Collected data:
══════════════════════════════

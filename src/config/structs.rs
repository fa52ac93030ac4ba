use serde::{Deserialize, Serialize};

/// 应用配置结构体
#[derive(Debug, Clone, Serialize, Deserialize)]
pub struct AppConfig {
    pub app: AppSettings,
    pub server: ServerConfig,
    pub session: SessionConfig,
    pub argon2: Argon2Config,
    pub database: DatabaseConfig,
    pub upload: UploadConfig,
}

/// 应用设置
#[derive(Debug, Clone, Serialize, Deserialize)]
pub struct AppSettings {
    pub system_name: String,
    pub environment: String,
    pub log_level: String,
}

/// 服务器配置
#[derive(Debug, Clone, Serialize, Deserialize)]
pub struct ServerConfig {
    pub host: String,
    pub port: u16,
    pub unix_socket_path: String,
    pub workers: usize,
    pub max_workers: usize,
    pub timeouts: TimeoutConfig,
    pub limits: LimitConfig,
}

/// 超时配置
#[derive(Debug, Clone, Serialize, Deserialize)]
pub struct TimeoutConfig {
    pub client_request: u64,
    pub client_disconnect: u64,
    pub keep_alive: u64,
}

/// 限制配置
#[derive(Debug, Clone, Serialize, Deserialize)]
pub struct LimitConfig {
    pub max_payload_size: usize,
}

/// 会话配置
#[derive(Debug, Clone, Serialize, Deserialize)]
pub struct SessionConfig {
    #[serde(skip_serializing, default)] // 不序列化密钥
    pub secret: String,
    pub cookie_name: String,
    pub expiry_hours: i64,
}

/// Argon2 密码哈希参数
#[derive(Debug, Clone, Serialize, Deserialize)]
pub struct Argon2Config {
    pub memory_cost: u32,
    pub time_cost: u32,
    pub parallelism: u32,
}

/// 数据库配置
#[derive(Debug, Clone, Serialize, Deserialize)]
pub struct DatabaseConfig {
    pub url: String,    // 数据库连接 URL（从 scheme 自动推断类型）
    pub pool_size: u32, // 连接池大小
    pub timeout: u64,   // 连接超时 (秒)
}

#[derive(Debug, Clone, Serialize, Deserialize)]
pub struct UploadConfig {
    pub dir: String,                     // 上传目录
    pub max_size: usize,                 // 单文件最大字节数
    pub allowed_extensions: Vec<String>, // 允许的扩展名（不含点）
}
pub mod auth;

pub mod dashboard;

pub mod classes;

pub mod enrollments;

pub mod materials;

pub mod frontend;

pub use auth::configure_auth_routes;
pub use classes::configure_classes_routes;
pub use dashboard::configure_dashboard_routes;
pub use enrollments::configure_enrollment_routes;
pub use frontend::configure_frontend_routes;
pub use materials::configure_material_routes;

use actix_web::web;
use std::sync::Arc;

use crate::storage::{Storage, UploadStore};
use crate::utils::form_error_handler;

/// 注册全部路由
pub fn configure_all_routes(cfg: &mut web::ServiceConfig) {
    configure_auth_routes(cfg); // 登录注册
    configure_dashboard_routes(cfg); // 控制台
    configure_classes_routes(cfg); // 课程
    configure_enrollment_routes(cfg); // 选课
    configure_material_routes(cfg); // 课程资料
    configure_frontend_routes(cfg); // 首页与静态资源（放在最后，包含 404 兜底）
}

/// 应用级共享数据与全部路由
///
/// 服务器与集成测试共用，保证两者的中间件和提取器配置一致。
pub fn app_configurator(
    storage: Arc<dyn Storage>,
    uploads: UploadStore,
) -> impl Fn(&mut web::ServiceConfig) + Clone {
    move |cfg: &mut web::ServiceConfig| {
        cfg.app_data(web::Data::new(storage.clone()))
            .app_data(web::Data::new(uploads.clone()))
            .app_data(web::FormConfig::default().error_handler(form_error_handler)); // 设置表单错误处理器
        configure_all_routes(cfg);
    }
}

══════════════════════════════

ACTION ITEM: All entries above should be duplicated exactly, none omitted.

EXPECTED OUTPUT:
filename src/config/structs.rs
repository fa52ac93030ac4ba
use serde::{Deserialize, Serialize};

/// 应用配置结构体
#[derive(Debug, Clone, Serialize, Deserialize)]
pub struct AppConfig {
    pub app: AppSettings,
    pub server: ServerConfig,
    pub session: SessionConfig,
    pub argon2: Argon2Config,
    pub database: DatabaseConfig,
    pub upload: UploadConfig,
}

/// 应用设置
#[derive(Debug, Clone, Serialize, Deserialize)]
pub struct AppSettings {
    pub system_name: String,
    pub environment: String,
    pub log_level: String,
}

/// 服务器配置
#[derive(Debug, Clone, Serialize, Deserialize)]
pub struct ServerConfig {
    pub host: String,
    pub port: u16,
    pub unix_socket_path: String,
    pub workers: usize,
    pub max_workers: usize,
    pub timeouts: TimeoutConfig,
    pub limits: LimitConfig,
}

/// 超时配置
#[derive(Debug, Clone, Serialize, Deserialize)]
pub struct TimeoutConfig {
    pub client_request: u64,
    pub client_disconnect: u64,
    pub keep_alive: u64,
}

/// 限制配置
#[derive(Debug, Clone, Serialize, Deserialize)]
pub struct LimitConfig {
    pub max_payload_size: usize,
}

/// 会话配置
#[derive(Debug, Clone, Serialize, Deserialize)]
pub struct SessionConfig {
    #[serde(skip_serializing, default)] // 不序列化密钥
    pub secret: String,
    pub cookie_name: String,
    pub expiry_hours: i64,
}

/// Argon2 密码哈希参数
#[derive(Debug, Clone, Serialize, Deserialize)]
pub struct Argon2Config {
    pub memory_cost: u32,
    pub time_cost: u32,
    pub parallelism: u32,
}

/// 数据库配置
#[derive(Debug, Clone, Serialize, Deserialize)]
pub struct DatabaseConfig {
    pub url: String,    // 数据库连接 URL（从 scheme 自动推断类型）
    pub pool_size: u32, // 连接池大小
    pub timeout: u64,   // 连接超时 (秒)
}

#[derive(Debug, Clone, Serialize, Deserialize)]
pub struct UploadConfig {
    pub dir: String,                     // 上传目录
    pub max_size: usize,                 // 单文件最大字节数
    pub allowed_extensions: Vec<String>, // 允许的扩展名（不含点）
}
pub mod auth;

pub mod dashboard;

pub mod classes;

pub mod enrollments;

pub mod materials;

pub mod frontend;

pub use auth::configure_auth_routes;
pub use classes::configure_classes_routes;
pub use dashboard::configure_dashboard_routes;
pub use enrollments::configure_enrollment_routes;
pub use frontend::configure_frontend_routes;
pub use materials::configure_material_routes;

use actix_web::web;
use std::sync::Arc;

use crate::storage::{Storage, UploadStore};
use crate::utils::form_error_handler;

/// 注册全部路由
pub fn configure_all_routes(cfg: &mut web::ServiceConfig) {
    configure_auth_routes(cfg); // 登录注册
    configure_dashboard_routes(cfg); // 控制台
    configure_classes_routes(cfg); // 课程
    configure_enrollment_routes(cfg); // 选课
    configure_material_routes(cfg); // 课程资料
    configure_frontend_routes(cfg); // 首页与静态资源（放在最后，包含 404 兜底）
}

/// 应用级共享数据与全部路由
///
/// 服务器与集成测试共用，保证两者的中间件和提取器配置一致。
pub fn app_configurator(
    storage: Arc<dyn Storage>,
    uploads: UploadStore,
) -> impl Fn(&mut web::ServiceConfig) + Clone {
    move |cfg: &mut web::ServiceConfig| {
        cfg.app_data(web::Data::new(storage.clone()))
            .app_data(web::Data::new(uploads.clone()))
            .app_data(web::FormConfig::default().error_handler(form_error_handler)); // 设置表单错误处理器
        configure_all_routes(cfg);
    }
}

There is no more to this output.